Is the coefficient of an orthogonal independent variable affected by the near-multicollinearity of two other independent variables? Suppose there is a regression with three variables $X_1, X_2, X_3$. Say $X_1$ and $X_2$ have near-multicollinearity, but $X_3$ is (nearly) orthogonal to both.
Will $\beta_3$ experience the same problems the other two coefficients?
 A: No, $\beta_3$ is not affected by the collinearity of $X_1$ and $X_2$. In fact, $X_3$ doesn't even have to be nearly orthogonal, as long as it is not collinear with $X_1$ and $X_2$.
A figure might help:
First recall that notions like "collinearity" and "orthogonality" refer to the column vectors $\mathbf x_1, \mathbf x_2, \mathbf x_3$ of the design matrix $D = (\mathbf x_1, \mathbf x_2, \mathbf x_3)$. Now, let's call the response variable $Y$ and consider the situation where we have only two measurements. This is only so that it better corresponds to the figure, the arguments hold for an arbitrary number $n$ of measurements; see also the ending remark of this post.

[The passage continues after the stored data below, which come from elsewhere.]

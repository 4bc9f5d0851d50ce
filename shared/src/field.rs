//! Replicated field primitive
//!
//! A `ReplicatedField<T>` owns one value, a write policy and an ordered list
//! of change callbacks. On the authority, `set` updates the value, runs every
//! callback synchronously and queues the new value for propagation. On an
//! observer, `apply_remote` installs a delivered value and runs the same
//! callbacks. Last writer wins; there is only ever one writer.

use crate::authority::{ReadPolicy, Role, WritePolicy};
use crate::error::{SyncError, SyncResult};
use std::fmt;

/// Handle returned by [`ReplicatedField::subscribe`].
pub type SubscriptionId = u64;

type ChangeCallback<T> = Box<dyn FnMut(&T, &T) + Send>;

pub struct ReplicatedField<T> {
    name: &'static str,
    value: T,
    role: Role,
    write_policy: WritePolicy,
    read_policy: ReadPolicy,
    /// Bumped on every accepted change; carried on the wire so observers can
    /// drop values that arrive out of order.
    revision: u32,
    pending: Vec<(u32, T)>,
    subscribers: Vec<(SubscriptionId, ChangeCallback<T>)>,
    next_subscription: SubscriptionId,
}

impl<T: Clone + PartialEq> ReplicatedField<T> {
    /// Creates an authority-only field owned by a process with `role`.
    pub fn new(name: &'static str, role: Role, value: T) -> Self {
        Self::with_policy(name, role, WritePolicy::AuthorityOnly, value)
    }

    pub fn with_policy(name: &'static str, role: Role, write_policy: WritePolicy, value: T) -> Self {
        Self {
            name,
            value,
            role,
            write_policy,
            read_policy: ReadPolicy::Everyone,
            revision: 0,
            pending: Vec::new(),
            subscribers: Vec::new(),
            next_subscription: 1,
        }
    }

    pub fn name(&self) -> &'static str {
        self.name
    }

    /// Latest value known to this process.
    pub fn get(&self) -> &T {
        &self.value
    }

    pub fn value(&self) -> T {
        self.value.clone()
    }

    pub fn revision(&self) -> u32 {
        self.revision
    }

    pub fn write_policy(&self) -> WritePolicy {
        self.write_policy
    }

    pub fn read_policy(&self) -> ReadPolicy {
        self.read_policy
    }

    pub fn can_write(&self) -> bool {
        match self.write_policy {
            WritePolicy::AuthorityOnly => self.role.is_authority(),
            WritePolicy::Everyone => true,
        }
    }

    /// Writes a new value.
    ///
    /// Rejected with `AuthorityViolation` on a process that may not write this
    /// field. Writing the current value again is not a change and fires nothing.
    pub fn set(&mut self, value: T) -> SyncResult<()> {
        if !self.can_write() {
            return Err(SyncError::AuthorityViolation { field: self.name });
        }
        if value == self.value {
            return Ok(());
        }

        self.revision = self.revision.wrapping_add(1);
        self.pending.push((self.revision, value.clone()));
        let previous = std::mem::replace(&mut self.value, value);
        self.notify(&previous);
        Ok(())
    }

    /// Installs a value delivered by the authority.
    ///
    /// Returns false when the revision is older than what this process already
    /// holds, which keeps each field's values in authority order. An equal
    /// revision carries the same value (a duplicate or the spawn-time value)
    /// and is installed without firing when nothing changed.
    pub fn apply_remote(&mut self, revision: u32, value: T) -> bool {
        if revision < self.revision {
            return false;
        }
        self.revision = revision;
        if value == self.value {
            return true;
        }
        let previous = std::mem::replace(&mut self.value, value);
        self.notify(&previous);
        true
    }

    /// Takes every change made since the last drain, oldest first.
    pub fn drain_pending(&mut self) -> Vec<(u32, T)> {
        std::mem::take(&mut self.pending)
    }

    pub fn has_pending(&self) -> bool {
        !self.pending.is_empty()
    }

    /// Current revision and value, for late joiners.
    pub fn snapshot(&self) -> (u32, T) {
        (self.revision, self.value.clone())
    }

    /// Registers a callback fired with `(previous, current)` on every change.
    /// Callbacks run in registration order.
    pub fn subscribe<F>(&mut self, callback: F) -> SubscriptionId
    where
        F: FnMut(&T, &T) + Send + 'static,
    {
        let id = self.next_subscription;
        self.next_subscription += 1;
        self.subscribers.push((id, Box::new(callback)));
        id
    }

    pub fn unsubscribe(&mut self, id: SubscriptionId) -> bool {
        let before = self.subscribers.len();
        self.subscribers.retain(|(sub, _)| *sub != id);
        self.subscribers.len() != before
    }

    /// Drops every callback. Called before the owning entity is despawned.
    pub fn clear_subscribers(&mut self) {
        self.subscribers.clear();
    }

    pub fn subscriber_count(&self) -> usize {
        self.subscribers.len()
    }

    fn notify(&mut self, previous: &T) {
        for (_, callback) in self.subscribers.iter_mut() {
            callback(previous, &self.value);
        }
    }
}

impl<T: fmt::Debug> fmt::Debug for ReplicatedField<T> {
    fn fmt(&self, f: &mut fmt::Formatter<'_>) -> fmt::Result {
        f.debug_struct("ReplicatedField")
            .field("name", &self.name)
            .field("value", &self.value)
            .field("revision", &self.revision)
            .field("role", &self.role)
            .field("subscribers", &self.subscribers.len())
            .finish()
    }
}

#[cfg(test)]
mod tests {
    use super::*;
    use std::sync::{Arc, Mutex};

    fn recorder() -> (Arc<Mutex<Vec<(i32, i32)>>>, impl FnMut(&i32, &i32) + Send) {
        let log = Arc::new(Mutex::new(Vec::new()));
        let sink = Arc::clone(&log);
        (log, move |prev: &i32, cur: &i32| {
            sink.lock().unwrap().push((*prev, *cur))
        })
    }

    #[test]
    fn test_authority_set_fires_callbacks() {
        let mut field = ReplicatedField::new("health", Role::Authority, 100);
        let (log, cb) = recorder();
        field.subscribe(cb);

        field.set(90).unwrap();
        field.set(80).unwrap();

        assert_eq!(*field.get(), 80);
        assert_eq!(field.revision(), 2);
        assert_eq!(*log.lock().unwrap(), vec![(100, 90), (90, 80)]);
        assert_eq!(field.drain_pending(), vec![(1, 90), (2, 80)]);
        assert!(!field.has_pending());
    }

    #[test]
    fn test_observer_cannot_write_authority_field() {
        let mut field = ReplicatedField::new("health", Role::Observer, 100);
        let (log, cb) = recorder();
        field.subscribe(cb);

        let result = field.set(0);
        assert!(matches!(
            result,
            Err(SyncError::AuthorityViolation { field: "health" })
        ));
        assert_eq!(*field.get(), 100);
        assert!(log.lock().unwrap().is_empty());
        assert!(!field.has_pending());
    }

    #[test]
    fn test_host_can_write() {
        let mut field = ReplicatedField::new("flashlight", Role::Host, true);
        assert!(field.set(false).is_ok());
        assert!(!*field.get());
    }

    #[test]
    fn test_everyone_policy_allows_observer_write() {
        let mut field =
            ReplicatedField::with_policy("note", Role::Observer, WritePolicy::Everyone, 0);
        assert!(field.set(3).is_ok());
        assert_eq!(*field.get(), 3);
    }

    #[test]
    fn test_same_value_is_not_a_change() {
        let mut field = ReplicatedField::new("dead", Role::Authority, false);
        let (log, cb) = {
            let log = Arc::new(Mutex::new(0));
            let sink = Arc::clone(&log);
            (log, move |_: &bool, _: &bool| *sink.lock().unwrap() += 1)
        };
        field.subscribe(cb);
        field.set(false).unwrap();
        assert_eq!(*log.lock().unwrap(), 0);
        assert_eq!(field.revision(), 0);
    }

    #[test]
    fn test_apply_remote_drops_stale_revisions() {
        let mut mirror = ReplicatedField::new("health", Role::Observer, 100);
        let (log, cb) = recorder();
        mirror.subscribe(cb);

        assert!(mirror.apply_remote(2, 80));
        assert!(!mirror.apply_remote(1, 90));
        assert!(mirror.apply_remote(3, 70));
        assert!(mirror.apply_remote(3, 70));

        assert_eq!(*mirror.get(), 70);
        assert_eq!(*log.lock().unwrap(), vec![(100, 80), (80, 70)]);
    }

    #[test]
    fn test_apply_remote_installs_spawn_value() {
        let mut mirror = ReplicatedField::new("color", Role::Observer, 0u8);
        assert!(mirror.apply_remote(0, 5));
        assert_eq!(*mirror.get(), 5);
    }

    #[test]
    fn test_callbacks_fire_in_registration_order() {
        let order = Arc::new(Mutex::new(Vec::new()));
        let mut field = ReplicatedField::new("color", Role::Authority, 0u8);
        for tag in 0..3 {
            let order = Arc::clone(&order);
            field.subscribe(move |_, _| order.lock().unwrap().push(tag));
        }
        field.set(1).unwrap();
        assert_eq!(*order.lock().unwrap(), vec![0, 1, 2]);
    }

    #[test]
    fn test_unsubscribe_and_clear() {
        let mut field = ReplicatedField::new("health", Role::Authority, 100);
        let (log, cb) = recorder();
        let id = field.subscribe(cb);
        assert!(field.unsubscribe(id));
        assert!(!field.unsubscribe(id));
        field.set(50).unwrap();
        assert!(log.lock().unwrap().is_empty());

        field.subscribe(|_, _| {});
        field.subscribe(|_, _| {});
        assert_eq!(field.subscriber_count(), 2);
        field.clear_subscribers();
        assert_eq!(field.subscriber_count(), 0);
    }
}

In the figure, note that $\mathbf x_1$ and $\mathbf x_2$ are collinear, while $\mathbf x_3$ is neither collinear with $\mathbf x_1$ and $\mathbf x_2$ nor orthogonal to them. To approximate $\mathbf y$ with $\mathbf x_1, \mathbf x_2$, and $\mathbf x_3$, we have to create $\mathbf z = \beta_1\mathbf x_1 + \beta_2 \mathbf x_2$ with a linear combination of $\mathbf x_1$ and $\mathbf x_2$, and this $\mathbf z$ has to be such that, when adding an appropriate multiple of $\mathbf x_3$, we will reach $\mathbf y$: $\beta \mathbf x_3 = \mathbf y - \mathbf z$. This condition makes $\mathbf z$ unique.
Now, while there are, because of colinearity, infinitely many possibilities for $\beta_1$ and $\beta_2$ to create $\mathbf z$ from $\mathbf x_1$ and $\mathbf x_2$, there is only one multiple of $\mathbf x_3$ that, when added to $\mathbf z$, gives $\mathbf y$. Thus, $\beta_3$ is not affected by the collinearity.
If we have more than two measurements, it is probably the case that $\mathbf y$ will not be an element of the two-dimensional subplane $\mathcal P$ spanned by $\mathbf x_1, \mathbf x_2$, and $\mathbf x_3$. In this case, the above figure depicts this subplane $\mathcal P$ and the $\mathbf y$ in the figure will be the projection of the proper $\mathbf y$ to $\mathcal P$.